Оранжевая задела меня по рукаву, воскликнув: «О, Иисус!»

Розовенькая хлопнула меня по губе, крича: «Помни о спасении души!»

«Да пребудет душа твоя в мире!» — провозгласила лазурно-голубая, угодив мне прямо в руку.

Я поцеловала мать в щеку, она погладила лошадкину гриву.

— Я всегда любила эту лошадку, — сказала она, и тонкая ниточка ее губ задрожала. Она склонила голову мне на плечо. Когда она отняла руку от игрушки, на лошадкином стеклянном глазу остался едва заметный отпечаток ее пальца.

В тот день грусть моей матери приняла тяжелую форму — руки-ноги ее и голова словно налились свинцом. Она все смотрела куда-то перед собой и то и дело поглаживала железный крест на груди. На следующее утро — это было воскресенье — она не пошла в церковь, хотя я везде заставала ее молящейся.

Я слышала, как она, вечером проходя мимо моей комнаты, шептала: «Господи, спаси нас и сохрани!..» Я слышала, как она молилась за себя, за меня, за чудовище. За нашего Глимми, которого какой-то пришлый кликуша, поселившийся в палатке в Приозерном парке, объявил единственной на Земле непорочной душой. Когда я, проходя мимо, дала этому новоявленному пророку доллар, он вцепился в мою руку своими черными от загара узловатыми пальцами. Напротив него сидел наш городской дурачок Пиддл Смолли и весь день напролет сверлил пророка-чужака глазами, а когда тот схватил меня за руку, тихонько завыл от отчаяния.

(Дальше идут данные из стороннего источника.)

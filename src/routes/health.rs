use axum::{extract::State, Json};
use serde_json::{json, Value};

use crate::AppState;

/// Health check endpoint
///
/// Returns the health status of the server and database connection.
/// Used by load balancers and monitoring systems.
pub async fn health_check(State(state): State<AppState>) -> Json<Value> {
    let db_status = match sqlx::query("SELECT 1").execute(&state.pool).await {
        Ok(_) => "connected",
        Err(e) => {
            tracing::error!("Database health check failed: {:?}", e);
            "disconnected"
        }
    };

    Json(json!({
        "status": if db_status == "connected" { "healthy" } else { "unhealthy" },
        "database": db_status,
        "version": env!("CARGO_PKG_VERSION"),
    }))
}
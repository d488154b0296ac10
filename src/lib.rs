//! Family Moments server library
//!
//! Family groups, their membership workflow and the HTTP surface over them.
//! Exported for the binary and the integration tests.

pub mod auth;
pub mod config;
pub mod constants;
pub mod db;
pub mod error;
pub mod models;
pub mod response;
pub mod routes;
pub mod services;
pub mod storage;

pub use config::Config;
pub use db::{create_pool, run_migrations};
pub use error::{AppError, Result};
pub use routes::router;
pub use services::FamilyService;
pub use storage::ImageStore;

use sqlx::SqlitePool;

/// Application state shared across all handlers
#[derive(Clone)]
pub struct AppState {
    pub pool: SqlitePool,
    pub config: Config,
    pub families: FamilyService,
    pub images: ImageStore,
}

impl AppState {
    /// Create a new AppState with the given pool and configuration
    pub fn new(pool: SqlitePool, config: Config) -> Self {
        let families = FamilyService::new(pool.clone());
        let images = ImageStore::from_config(&config);
        Self {
            pool,
            config,
            families,
            images,
        }
    }
}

И вот теперь мать молилась и за Глимми, и за грязного чужака шамана, и за бедного, провонявшего мочой Пиддла Смолли. Она молилась за моего неведомого отца, за то, чтобы ему достало сил выдержать нашу встречу, когда я явлюсь к нему и скажу, что я его дочь. Она молилась за Комочка, за то, чтобы мне хватило смелости сделать то, что надлежало сделать. Очень много она молилась за меня. А в тот вечер после их ссоры она молилась даже за преподобного Молокана, за то, чтобы он немного расправил плечи и научился держаться свободно. Как раз на этой молитве она заметила, что я ее застукала, и с виноватой улыбкой поспешила отвернуться.

Мое собственное горе было каким-то невесомым и призрачным. Спасалась я тем, что глотала одну за другой книжки Джейкоба Франклина Темпла, стараясь при этом не пролить слезу над их слюнявым содержанием. Когда я позвонила Клариссе, оказалось, что она сама по уши зарылась в книги и отвечала мне тем рассеянным отстраненным тоном, какой можно было обычно от нее услышать, когда она бывала чем-то сильно увлечена.

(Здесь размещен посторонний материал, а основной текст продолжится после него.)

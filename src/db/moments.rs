use chrono::{DateTime, Utc};
use sqlx::SqliteConnection;

use crate::models::Comment;

pub async fn insert_post(
    conn: &mut SqliteConnection,
    family_id: i64,
    writer_id: i64,
    content: &str,
    now: DateTime<Utc>,
) -> sqlx::Result<i64> {
    let result = sqlx::query(
        "INSERT INTO posts (family_id, writer_id, content, created_at) VALUES (?, ?, ?, ?)",
    )
    .bind(family_id)
    .bind(writer_id)
    .bind(content)
    .bind(now)
    .execute(&mut *conn)
    .await?;
    Ok(result.last_insert_rowid())
}

pub async fn insert_comment(
    conn: &mut SqliteConnection,
    post_id: i64,
    writer_id: i64,
    content: &str,
    now: DateTime<Utc>,
) -> sqlx::Result<i64> {
    let result = sqlx::query(
        "INSERT INTO comments (post_id, writer_id, content, created_at) VALUES (?, ?, ?, ?)",
    )
    .bind(post_id)
    .bind(writer_id)
    .bind(content)
    .bind(now)
    .execute(&mut *conn)
    .await?;
    Ok(result.last_insert_rowid())
}

/// All comments written by a user, across families
pub async fn find_comments_by_writer(
    conn: &mut SqliteConnection,
    writer_id: i64,
) -> sqlx::Result<Vec<Comment>> {
    sqlx::query_as::<_, Comment>(
        "SELECT id, post_id, writer_id, content, created_at
         FROM comments
         WHERE writer_id = ?
         ORDER BY id",
    )
    .bind(writer_id)
    .fetch_all(&mut *conn)
    .await
}

/// Delete every comment and post of a family. Returns (comments, posts) removed.
pub async fn delete_for_family(
    conn: &mut SqliteConnection,
    family_id: i64,
) -> sqlx::Result<(u64, u64)> {
    let comments = sqlx::query(
        "DELETE FROM comments WHERE post_id IN (SELECT id FROM posts WHERE family_id = ?)",
    )
    .bind(family_id)
    .execute(&mut *conn)
    .await?
    .rows_affected();

    let posts = sqlx::query("DELETE FROM posts WHERE family_id = ?")
        .bind(family_id)
        .execute(&mut *conn)
        .await?
        .rows_affected();

    Ok((comments, posts))
}

pub async fn count_posts_for_family(
    conn: &mut SqliteConnection,
    family_id: i64,
) -> sqlx::Result<i64> {
    sqlx::query_scalar("SELECT COUNT(*) FROM posts WHERE family_id = ?")
        .bind(family_id)
        .fetch_one(&mut *conn)
        .await
}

— Знаешь, Вилли, тут есть интересные штучки, — сказала она. — Ничего дельного я пока не нашла, но, кажется, серьезно вгрызлась в старину Джейкоба. Может, даже эссе о нем напишу или что-нибудь в этом роде.

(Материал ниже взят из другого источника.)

use axum::{async_trait, extract::FromRequestParts, http::request::Parts};

use crate::constants::CALLER_ID_HEADER;
use crate::error::AppError;

/// Id of the authenticated caller.
///
/// Authentication happens upstream; the gateway forwards the resolved user id
/// in the `X-User-Id` header.
#[derive(Debug, Clone, Copy, PartialEq, Eq)]
pub struct Caller(pub i64);

#[async_trait]
impl<S> FromRequestParts<S> for Caller
where
    S: Send + Sync,
{
    type Rejection = AppError;

    async fn from_request_parts(parts: &mut Parts, _state: &S) -> Result<Self, Self::Rejection> {
        let raw = parts
            .headers
            .get(CALLER_ID_HEADER)
            .ok_or(AppError::Unauthorized)?;

        raw.to_str()
            .ok()
            .and_then(|value| value.trim().parse::<i64>().ok())
            .filter(|id| *id > 0)
            .map(Caller)
            .ok_or_else(|| {
                tracing::warn!("Rejected malformed {} header", CALLER_ID_HEADER);
                AppError::Unauthorized
            })
    }
}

За Клариссу я порадовалась, но, когда повесила трубку, принялась щипать подушку: в голову полезли мысли о Праймусе. Я злилась на него, разжигала в себе эту злость и все равно не могла не думать о нем. Он мерещился мне везде, во всех видах — то купающимся на рассвете в озере, то среди туристов, гуляющих по Главной улице, то на вершине багровых туч, пролившихся всепоглощающим ливнем.

Он мерещился мне, когда мы с матерью сидели молча на заднем крыльце, любуясь отражением луны в озере и лакомясь шоколадно-мятным мороженым. Его лицо виделось мне вдалеке впечатанным в стены холмов. Проморгавшись, чтобы отогнать видение, я сказала:

— А помнишь, Ви, когда я была маленькая? Помнишь, как мы любили сидеть тут с диетическим мороженым? А нашу маленькую мантру помнишь?

Мать вздохнула и впервые за все время после ссоры с преподобным Молоканом улыбнулась.

— Помню, — отозвалась она. — И как ты ждала, когда я доем свое мороженое, как говорила, что это вкус лета, и как хохотала потом истерично без всякой причины. Я никогда не понимала, почему ты хохочешь.

— Ну так…

— Что «ну так…»?

— Ну так скажи.

— Нет, Вилли, — сказала мать, поднимаясь. — Какой смысл? Можешь вести себя дома как угодно, но ты больше не маленькая девочка, ты больше не ребенок. — И она ушла в дом, закрыв за собой огромную стеклянную дверь.

Я действительно почему-то хохотала, сидя вечерами на крылечке в одиночестве, и смешило меня то, что, какие бы изменения ни происходили с моим растущим телом, какие бы события ни происходили в городе, моя мать всегда в определенные моменты говорила одни и те же определенные слова, причем одним и тем же тоном и с одним и тем же оттенком иронии. А меня эта ее неизменность веселила — я радовалась тому, что Ви, единственная во всем этом меняющемся мире, не менялась никогда, ни при каких обстоятельствах.